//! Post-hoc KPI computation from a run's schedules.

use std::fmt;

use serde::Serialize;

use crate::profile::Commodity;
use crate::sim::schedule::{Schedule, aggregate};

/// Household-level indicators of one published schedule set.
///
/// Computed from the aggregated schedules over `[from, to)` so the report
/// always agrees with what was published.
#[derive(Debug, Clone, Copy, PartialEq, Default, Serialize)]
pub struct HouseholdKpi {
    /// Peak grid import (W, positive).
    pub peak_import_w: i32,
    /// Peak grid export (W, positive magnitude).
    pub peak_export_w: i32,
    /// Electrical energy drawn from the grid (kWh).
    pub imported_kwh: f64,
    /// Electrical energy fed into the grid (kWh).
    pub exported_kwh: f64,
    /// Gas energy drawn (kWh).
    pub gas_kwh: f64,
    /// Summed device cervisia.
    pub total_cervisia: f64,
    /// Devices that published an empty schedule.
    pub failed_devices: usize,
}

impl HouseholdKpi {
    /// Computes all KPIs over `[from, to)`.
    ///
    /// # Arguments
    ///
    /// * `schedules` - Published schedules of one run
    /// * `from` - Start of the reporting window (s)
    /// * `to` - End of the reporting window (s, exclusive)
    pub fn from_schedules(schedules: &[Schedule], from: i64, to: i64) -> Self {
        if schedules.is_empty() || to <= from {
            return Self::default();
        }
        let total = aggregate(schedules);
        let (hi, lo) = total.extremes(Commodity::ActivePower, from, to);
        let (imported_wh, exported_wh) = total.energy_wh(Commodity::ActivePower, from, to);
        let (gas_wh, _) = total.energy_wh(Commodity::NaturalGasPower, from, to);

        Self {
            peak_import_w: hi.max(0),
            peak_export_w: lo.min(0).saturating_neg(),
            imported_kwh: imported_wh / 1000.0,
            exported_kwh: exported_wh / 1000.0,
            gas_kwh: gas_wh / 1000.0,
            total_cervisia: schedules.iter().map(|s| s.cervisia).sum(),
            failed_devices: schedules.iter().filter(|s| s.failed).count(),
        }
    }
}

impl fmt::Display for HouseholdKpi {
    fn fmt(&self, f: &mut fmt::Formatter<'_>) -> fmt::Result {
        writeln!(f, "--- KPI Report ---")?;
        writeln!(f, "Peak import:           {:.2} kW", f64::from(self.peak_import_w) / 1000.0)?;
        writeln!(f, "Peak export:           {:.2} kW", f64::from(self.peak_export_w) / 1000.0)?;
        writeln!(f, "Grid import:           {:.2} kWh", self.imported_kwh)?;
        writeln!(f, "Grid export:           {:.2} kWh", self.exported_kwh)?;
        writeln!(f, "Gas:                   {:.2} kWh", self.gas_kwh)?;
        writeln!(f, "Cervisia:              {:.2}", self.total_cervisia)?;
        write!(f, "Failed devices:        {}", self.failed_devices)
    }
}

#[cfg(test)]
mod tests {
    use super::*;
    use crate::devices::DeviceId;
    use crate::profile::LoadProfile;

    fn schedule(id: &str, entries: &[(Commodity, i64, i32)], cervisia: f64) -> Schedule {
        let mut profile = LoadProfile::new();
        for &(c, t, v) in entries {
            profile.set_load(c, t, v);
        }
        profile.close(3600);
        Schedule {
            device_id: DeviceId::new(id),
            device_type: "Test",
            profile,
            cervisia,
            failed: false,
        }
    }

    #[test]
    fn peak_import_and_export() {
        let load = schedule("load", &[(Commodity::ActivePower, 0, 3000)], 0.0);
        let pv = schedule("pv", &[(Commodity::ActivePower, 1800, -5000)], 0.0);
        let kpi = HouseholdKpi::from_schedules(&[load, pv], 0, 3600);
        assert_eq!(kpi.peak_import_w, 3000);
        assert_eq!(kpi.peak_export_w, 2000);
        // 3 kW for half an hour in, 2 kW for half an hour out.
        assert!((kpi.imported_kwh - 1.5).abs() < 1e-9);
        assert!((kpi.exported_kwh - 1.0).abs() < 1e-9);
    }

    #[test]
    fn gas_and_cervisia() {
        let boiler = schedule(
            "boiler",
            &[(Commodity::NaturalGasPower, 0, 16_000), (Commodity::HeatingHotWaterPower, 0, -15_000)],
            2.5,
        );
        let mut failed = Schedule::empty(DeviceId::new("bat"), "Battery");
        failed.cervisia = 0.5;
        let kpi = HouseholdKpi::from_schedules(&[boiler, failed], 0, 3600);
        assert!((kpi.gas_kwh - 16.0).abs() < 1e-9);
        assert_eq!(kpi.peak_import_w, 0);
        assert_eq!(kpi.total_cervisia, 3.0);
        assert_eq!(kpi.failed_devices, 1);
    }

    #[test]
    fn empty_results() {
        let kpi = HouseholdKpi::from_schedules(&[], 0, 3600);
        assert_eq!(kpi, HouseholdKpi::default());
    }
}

_ _ _ _

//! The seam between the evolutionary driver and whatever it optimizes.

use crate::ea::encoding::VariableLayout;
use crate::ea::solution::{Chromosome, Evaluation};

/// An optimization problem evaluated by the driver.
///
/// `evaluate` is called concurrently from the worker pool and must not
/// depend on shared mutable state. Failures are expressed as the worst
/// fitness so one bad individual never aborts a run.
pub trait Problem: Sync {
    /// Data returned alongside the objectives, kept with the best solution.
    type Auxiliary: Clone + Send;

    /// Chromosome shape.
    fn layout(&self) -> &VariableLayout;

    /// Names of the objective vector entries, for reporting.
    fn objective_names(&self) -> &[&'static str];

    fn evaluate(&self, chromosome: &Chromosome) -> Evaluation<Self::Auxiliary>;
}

_ _ _ _

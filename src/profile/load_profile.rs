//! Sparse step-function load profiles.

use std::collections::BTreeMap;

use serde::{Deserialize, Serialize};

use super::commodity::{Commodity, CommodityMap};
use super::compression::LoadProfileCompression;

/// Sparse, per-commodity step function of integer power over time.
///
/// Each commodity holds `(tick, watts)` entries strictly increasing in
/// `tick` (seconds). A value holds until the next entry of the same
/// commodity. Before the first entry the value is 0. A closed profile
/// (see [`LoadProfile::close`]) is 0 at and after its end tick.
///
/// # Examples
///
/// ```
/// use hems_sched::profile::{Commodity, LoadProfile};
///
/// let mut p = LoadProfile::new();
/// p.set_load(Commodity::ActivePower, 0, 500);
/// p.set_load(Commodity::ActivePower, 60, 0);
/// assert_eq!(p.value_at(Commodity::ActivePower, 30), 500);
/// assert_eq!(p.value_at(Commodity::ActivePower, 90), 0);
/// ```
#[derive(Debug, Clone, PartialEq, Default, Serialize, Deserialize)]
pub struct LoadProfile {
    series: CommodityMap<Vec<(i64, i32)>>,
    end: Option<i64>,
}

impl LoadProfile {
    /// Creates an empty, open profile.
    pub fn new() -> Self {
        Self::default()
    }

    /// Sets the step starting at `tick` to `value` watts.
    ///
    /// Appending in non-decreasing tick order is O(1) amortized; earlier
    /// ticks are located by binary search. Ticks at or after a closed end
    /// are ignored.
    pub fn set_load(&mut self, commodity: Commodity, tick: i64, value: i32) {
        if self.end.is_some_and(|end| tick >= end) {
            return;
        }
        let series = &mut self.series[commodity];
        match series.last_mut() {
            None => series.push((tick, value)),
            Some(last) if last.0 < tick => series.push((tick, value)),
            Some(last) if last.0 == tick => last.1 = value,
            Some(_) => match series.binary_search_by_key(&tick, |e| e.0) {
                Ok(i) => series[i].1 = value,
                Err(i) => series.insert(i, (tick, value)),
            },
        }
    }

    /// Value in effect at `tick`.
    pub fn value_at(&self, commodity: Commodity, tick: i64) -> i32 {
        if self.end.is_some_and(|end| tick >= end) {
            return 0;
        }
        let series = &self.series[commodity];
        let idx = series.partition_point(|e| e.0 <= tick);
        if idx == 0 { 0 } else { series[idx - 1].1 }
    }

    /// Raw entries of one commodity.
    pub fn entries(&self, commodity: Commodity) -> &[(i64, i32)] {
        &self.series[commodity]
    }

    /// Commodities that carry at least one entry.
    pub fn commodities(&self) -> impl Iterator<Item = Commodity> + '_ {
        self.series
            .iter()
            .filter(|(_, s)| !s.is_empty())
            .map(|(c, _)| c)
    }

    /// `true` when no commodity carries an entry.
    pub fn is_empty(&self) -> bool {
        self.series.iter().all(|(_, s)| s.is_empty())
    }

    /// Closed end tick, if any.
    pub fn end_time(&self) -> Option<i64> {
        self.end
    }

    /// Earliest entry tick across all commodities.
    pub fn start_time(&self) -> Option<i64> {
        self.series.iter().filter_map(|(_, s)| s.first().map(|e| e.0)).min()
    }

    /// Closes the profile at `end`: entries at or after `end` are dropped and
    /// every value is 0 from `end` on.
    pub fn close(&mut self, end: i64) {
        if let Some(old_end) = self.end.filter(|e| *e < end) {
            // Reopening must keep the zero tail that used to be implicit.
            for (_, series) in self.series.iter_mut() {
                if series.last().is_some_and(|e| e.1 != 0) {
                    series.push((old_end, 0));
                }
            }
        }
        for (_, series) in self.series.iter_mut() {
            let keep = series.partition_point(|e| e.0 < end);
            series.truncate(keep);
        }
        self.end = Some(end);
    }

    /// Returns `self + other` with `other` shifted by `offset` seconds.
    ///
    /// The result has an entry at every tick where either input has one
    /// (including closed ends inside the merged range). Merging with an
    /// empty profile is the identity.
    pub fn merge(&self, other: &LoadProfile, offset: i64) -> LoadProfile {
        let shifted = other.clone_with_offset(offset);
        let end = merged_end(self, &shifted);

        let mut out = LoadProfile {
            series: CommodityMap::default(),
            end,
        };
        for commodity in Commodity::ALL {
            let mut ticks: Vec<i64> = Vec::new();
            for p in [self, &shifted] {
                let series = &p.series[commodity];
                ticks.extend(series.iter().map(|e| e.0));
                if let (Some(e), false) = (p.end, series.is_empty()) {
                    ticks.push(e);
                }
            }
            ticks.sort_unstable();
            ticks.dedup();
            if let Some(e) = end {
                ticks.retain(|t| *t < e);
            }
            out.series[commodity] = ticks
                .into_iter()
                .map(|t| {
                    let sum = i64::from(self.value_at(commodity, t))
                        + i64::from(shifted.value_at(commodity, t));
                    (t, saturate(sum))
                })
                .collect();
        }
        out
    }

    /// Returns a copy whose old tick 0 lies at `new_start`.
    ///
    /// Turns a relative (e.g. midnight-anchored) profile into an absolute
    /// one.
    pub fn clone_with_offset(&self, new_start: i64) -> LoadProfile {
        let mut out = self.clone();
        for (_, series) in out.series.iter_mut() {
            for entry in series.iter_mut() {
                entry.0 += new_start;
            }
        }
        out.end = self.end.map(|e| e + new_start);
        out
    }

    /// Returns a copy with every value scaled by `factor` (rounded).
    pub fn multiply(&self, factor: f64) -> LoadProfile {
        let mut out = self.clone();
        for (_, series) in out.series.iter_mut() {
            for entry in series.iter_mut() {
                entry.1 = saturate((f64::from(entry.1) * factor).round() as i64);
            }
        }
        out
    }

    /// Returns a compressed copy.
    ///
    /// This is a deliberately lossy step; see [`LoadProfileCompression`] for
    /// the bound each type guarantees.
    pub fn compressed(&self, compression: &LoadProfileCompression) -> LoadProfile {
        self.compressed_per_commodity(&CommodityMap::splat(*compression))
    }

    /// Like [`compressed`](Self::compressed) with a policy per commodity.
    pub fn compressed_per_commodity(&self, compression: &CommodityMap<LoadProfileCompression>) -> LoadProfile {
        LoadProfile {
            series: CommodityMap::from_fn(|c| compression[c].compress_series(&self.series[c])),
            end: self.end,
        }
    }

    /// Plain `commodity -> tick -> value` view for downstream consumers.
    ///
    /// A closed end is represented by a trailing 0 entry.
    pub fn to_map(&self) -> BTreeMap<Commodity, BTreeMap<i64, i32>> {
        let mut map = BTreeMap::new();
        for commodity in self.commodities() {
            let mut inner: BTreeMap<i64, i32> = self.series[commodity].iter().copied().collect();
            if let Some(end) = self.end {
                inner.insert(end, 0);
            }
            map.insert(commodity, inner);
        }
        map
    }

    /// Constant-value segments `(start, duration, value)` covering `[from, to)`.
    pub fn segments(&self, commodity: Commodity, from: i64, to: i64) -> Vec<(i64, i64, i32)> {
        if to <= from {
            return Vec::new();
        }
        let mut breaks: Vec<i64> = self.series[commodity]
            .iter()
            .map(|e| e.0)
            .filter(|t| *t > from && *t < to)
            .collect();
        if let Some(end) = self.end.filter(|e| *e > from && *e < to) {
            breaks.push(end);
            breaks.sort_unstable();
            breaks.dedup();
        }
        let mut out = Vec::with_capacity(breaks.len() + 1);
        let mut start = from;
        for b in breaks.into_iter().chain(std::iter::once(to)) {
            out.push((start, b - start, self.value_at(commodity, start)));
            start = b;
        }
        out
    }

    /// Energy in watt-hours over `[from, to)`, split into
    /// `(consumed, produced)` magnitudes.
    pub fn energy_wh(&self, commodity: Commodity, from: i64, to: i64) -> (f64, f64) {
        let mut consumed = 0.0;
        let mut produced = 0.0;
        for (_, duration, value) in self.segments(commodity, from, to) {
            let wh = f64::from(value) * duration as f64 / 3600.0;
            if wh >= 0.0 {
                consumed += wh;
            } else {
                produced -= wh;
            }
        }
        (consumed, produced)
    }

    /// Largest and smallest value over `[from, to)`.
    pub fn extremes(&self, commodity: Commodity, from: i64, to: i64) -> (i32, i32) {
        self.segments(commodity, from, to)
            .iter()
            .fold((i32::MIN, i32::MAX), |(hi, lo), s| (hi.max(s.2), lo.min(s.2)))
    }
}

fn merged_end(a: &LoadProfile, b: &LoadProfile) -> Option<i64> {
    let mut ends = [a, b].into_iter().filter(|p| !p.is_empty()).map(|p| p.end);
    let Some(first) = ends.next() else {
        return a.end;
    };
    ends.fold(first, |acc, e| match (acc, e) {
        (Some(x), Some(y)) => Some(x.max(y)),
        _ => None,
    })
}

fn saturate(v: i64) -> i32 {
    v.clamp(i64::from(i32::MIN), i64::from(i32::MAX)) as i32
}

_ _ _ _

(Task description):
Word for word, restate the lines above from the line containing "#[cfg(test)]" through the line containing "let mut profile = LoadProfile::new();", with both included and nothing else.

(Completed task):
#[cfg(test)]
mod tests {
    use super::*;
    use crate::devices::DeviceId;
    use crate::profile::LoadProfile;

    fn schedule(id: &str, entries: &[(Commodity, i64, i32)], cervisia: f64) -> Schedule {
        let mut profile = LoadProfile::new();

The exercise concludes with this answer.